Um indivíduo foi detido sob suspeita de envolvimento no assassinato de Jhonata Carlos Gonzaga Estrela Gomes, de 36 anos, ocorrido em sua residência na sexta-feira (7), em Itapuã, Salvador.
Circunstâncias do Crime
Durante a noite do crime, o coreógrafo estava em casa com sua esposa quando a propriedade foi invadida por homens armados. A esposa conseguiu escapar pela janela, enquanto Jhonata tentou fazer o mesmo, mas foi alcançado pelos agressores no corredor externo. Os autores do crime conseguiram fugir após o ataque.
Na segunda-feira (9), as autoridades realizaram a prisão do suspeito, cujo nome não foi divulgado. Ele enfrentará acusações de resistência, alteração de identificação de arma de fogo e corrupção de menor de 18 anos.
Desdobramentos e Investigação
O suspeito foi encaminhado ao Departamento de Homicídios e Proteção à Pessoa (DHPP) para as devidas providências legais e permanece sob custódia à disposição da Justiça. A Polícia Civil informou que o caso está sendo investigado pela 1ª Delegacia de Homicídios (DH/Atlântico), que busca entender a motivação do crime e identificar outros possíveis envolvidos.
O sepultamento de Jhonata ocorreu na manhã de sábado (7), no Cemitério Quinta dos Lázaros, em uma cerimônia que atraiu familiares, amigos e membros de quadrilhas juninas, que se reuniram para prestar homenagens e exigir respostas sobre o crime.
Perfil da Vítima e Repercussão
Conhecido como Jhon, o coreógrafo trabalhava como porteiro em uma escola em Itapuã e atuava como motorista de aplicativos. Ele era o coreógrafo da quadrilha junina mirim Germe da Era, uma iniciativa familiar no bairro de Pero Vaz, onde começou sua trajetória artística na infância. O grupo é reconhecido pelo seu trabalho social com jovens.
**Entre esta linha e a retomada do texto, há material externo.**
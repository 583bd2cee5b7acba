//! Stop coordinates and the parameter parsing that produces them.

use std::borrow::Cow;

use serde::{Deserialize, Serialize};

/// A WGS84 position in decimal degrees.
#[derive(Debug, Clone, Copy, PartialEq, Serialize, Deserialize)]
pub struct Coordinate {
    pub lng: f64,
    pub lat: f64,
}

impl Coordinate {
    pub const fn new(lng: f64, lat: f64) -> Self {
        Self { lng, lat }
    }

    /// `lng,lat` as used in directions request paths.
    pub fn path_segment(&self) -> String {
        format!("{},{}", self.lng, self.lat)
    }
}

impl From<(f64, f64)> for Coordinate {
    fn from((lng, lat): (f64, f64)) -> Self {
        Self::new(lng, lat)
    }
}

/// Stops used when the parameter source supplies none.
pub const DEFAULT_STOPS: [Coordinate; 4] = [
    Coordinate::new(76.7794, 30.7333),
    Coordinate::new(76.7179, 30.7046),
    Coordinate::new(76.8606, 30.6942),
    Coordinate::new(76.8173, 30.6435),
];

/// Query parameter carrying the `lng,lat;lng,lat` stop list.
pub const COORDINATES_PARAM: &str = "coordinates";

/// Query parameter controlling whether stops may be reordered.
pub const OPTIMIZED_PARAM: &str = "optimized";

/// Ordered stops plus whether reordering is permitted.
#[derive(Debug, Clone, PartialEq)]
pub struct StopList {
    pub coordinates: Vec<Coordinate>,
    pub optimized: bool,
}

impl StopList {
    pub fn from_params(coordinates: Option<&str>, optimized: Option<&str>) -> Self {
        Self {
            coordinates: parse_coordinates(coordinates),
            optimized: parse_optimized(optimized),
        }
    }

    /// Read the stop list from a URL query string such as
    /// `coordinates=76.1,30.2;76.2,30.3&optimized=false`.
    pub fn from_query(query: &str) -> Self {
        let mut coordinates: Option<Cow<'_, str>> = None;
        let mut optimized: Option<Cow<'_, str>> = None;

        for (key, value) in url::form_urlencoded::parse(query.trim_start_matches('?').as_bytes()) {
            match key.as_ref() {
                COORDINATES_PARAM => coordinates = Some(value),
                OPTIMIZED_PARAM => optimized = Some(value),
                _ => {}
            }
        }

        Self::from_params(coordinates.as_deref(), optimized.as_deref())
    }

    pub fn len(&self) -> usize {
        self.coordinates.len()
    }

    pub fn is_empty(&self) -> bool {
        self.coordinates.is_empty()
    }
}

/// Parse a `lng,lat;lng,lat` list.
///
/// Malformed pairs are dropped. An empty result falls back to
/// [`DEFAULT_STOPS`]; a single stop is duplicated so a trivial route can
/// still be requested.
pub fn parse_coordinates(raw: Option<&str>) -> Vec<Coordinate> {
    let mut coordinates: Vec<Coordinate> = raw
        .unwrap_or_default()
        .split(';')
        .filter_map(parse_pair)
        .collect();

    match coordinates.len() {
        0 => DEFAULT_STOPS.to_vec(),
        1 => {
            coordinates.push(coordinates[0]);
            coordinates
        }
        _ => coordinates,
    }
}

/// Anything but the literal `"false"` enables optimization.
pub fn parse_optimized(raw: Option<&str>) -> bool {
    raw != Some("false")
}

fn parse_pair(pair: &str) -> Option<Coordinate> {
    let mut parts = pair.split(',');
    let lng = parse_component(parts.next()?)?;
    let lat = parse_component(parts.next()?)?;
    if parts.next().is_some() {
        return None;
    }
    Some(Coordinate::new(lng, lat))
}

fn parse_component(raw: &str) -> Option<f64> {
    raw.trim().parse::<f64>().ok().filter(|value| value.is_finite())
}
//! OSRM-compatible HTTP adapter for directions.
//!
//! Works against an OSRM `route/v1` server or the Mapbox Directions API,
//! which shares the request and response shape.

use std::time::Duration;

use reqwest::Url;
use serde::Deserialize;

use crate::directions::{DirectionsRequest, DirectionsResponse, CODE_NO_ROUTE};
use crate::error::DirectionsError;
use crate::traits::DirectionsProvider;

#[derive(Debug, Clone, Deserialize)]
#[serde(default)]
pub struct OsrmConfig {
    pub base_url: String,
    /// Service path segment, `route/v1` for OSRM or `directions/v5` for Mapbox.
    pub service: String,
    pub profile: String,
    pub timeout_secs: u64,
    /// Sent as the `access_token` query parameter when set.
    pub access_token: Option<String>,
}

impl Default for OsrmConfig {
    fn default() -> Self {
        Self {
            base_url: "https://router.project-osrm.org".to_string(),
            service: "route/v1".to_string(),
            profile: "driving".to_string(),
            timeout_secs: 10,
            access_token: None,
        }
    }
}

impl OsrmConfig {
    /// Local or self-hosted OSRM server.
    pub fn osrm(base_url: impl Into<String>) -> Self {
        Self {
            base_url: base_url.into(),
            ..Self::default()
        }
    }

    /// Mapbox Directions API with the driving profile.
    pub fn mapbox(access_token: impl Into<String>) -> Self {
        Self {
            base_url: "https://api.mapbox.com".to_string(),
            service: "directions/v5".to_string(),
            profile: "mapbox/driving".to_string(),
            access_token: Some(access_token.into()),
            ..Self::default()
        }
    }
}

#[derive(Debug, Clone)]
pub struct OsrmClient {
    config: OsrmConfig,
    client: reqwest::blocking::Client,
}

impl OsrmClient {
    pub fn new(config: OsrmConfig) -> Result<Self, reqwest::Error> {
        let client = reqwest::blocking::Client::builder()
            .timeout(Duration::from_secs(config.timeout_secs))
            .build()?;

        Ok(Self { config, client })
    }

    pub fn config(&self) -> &OsrmConfig {
        &self.config
    }

    /// `{base_url}/{service}/{profile}/{path}?{options}`.
    pub fn route_url(&self, request: &DirectionsRequest) -> Result<Url, DirectionsError> {
        let base = format!(
            "{}/{}/{}/{}",
            self.config.base_url.trim_end_matches('/'),
            self.config.service.trim_matches('/'),
            self.config.profile.trim_matches('/'),
            request.path()
        );
        let mut url = Url::parse(&base)?;

        {
            let mut query = url.query_pairs_mut();
            for (key, value) in request.query_pairs() {
                query.append_pair(key, value);
            }
            if let Some(token) = &self.config.access_token {
                query.append_pair("access_token", token);
            }
        }

        Ok(url)
    }
}

impl DirectionsProvider for OsrmClient {
    fn directions(&self, request: &DirectionsRequest) -> Result<DirectionsResponse, DirectionsError> {
        let url = self.route_url(request)?;
        tracing::debug!(
            stops = request.coordinates.len(),
            profile = %self.config.profile,
            "requesting directions"
        );

        let response = self.client.get(url).send()?;
        let status = response.status();
        // OSRM answers NoRoute and InvalidQuery with a 400 and a JSON body,
        // so the body is read before the status is judged.
        let body = response.json::<DirectionsResponse>()?;

        if let Some((code, message)) = body.service_error() {
            return Err(DirectionsError::Service {
                code: code.to_string(),
                message: message.to_string(),
            });
        }
        if !status.is_success() && body.code.as_deref() != Some(CODE_NO_ROUTE) {
            return Err(DirectionsError::Status {
                status: status.as_u16(),
            });
        }

        Ok(body)
    }
}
Amigos e familiares de Jhonata afirmam que ele não tinha qualquer ligação com atividades criminosas e descrevem o crime como uma execução, solicitando uma investigação aprofundada. A deputada estadual Olivia Santana (PCdoB) expressou seu pesar nas redes sociais, ressaltando a importância do trabalho de Jhon com crianças nas comunidades da Liberdade e Pero Vaz.
Ela recordou um momento tocante do último São João, quando a filha de Jhonata emocionou o público ao narrar o enredo da quadrilha, um texto que aprendeu com o pai durante os treinos.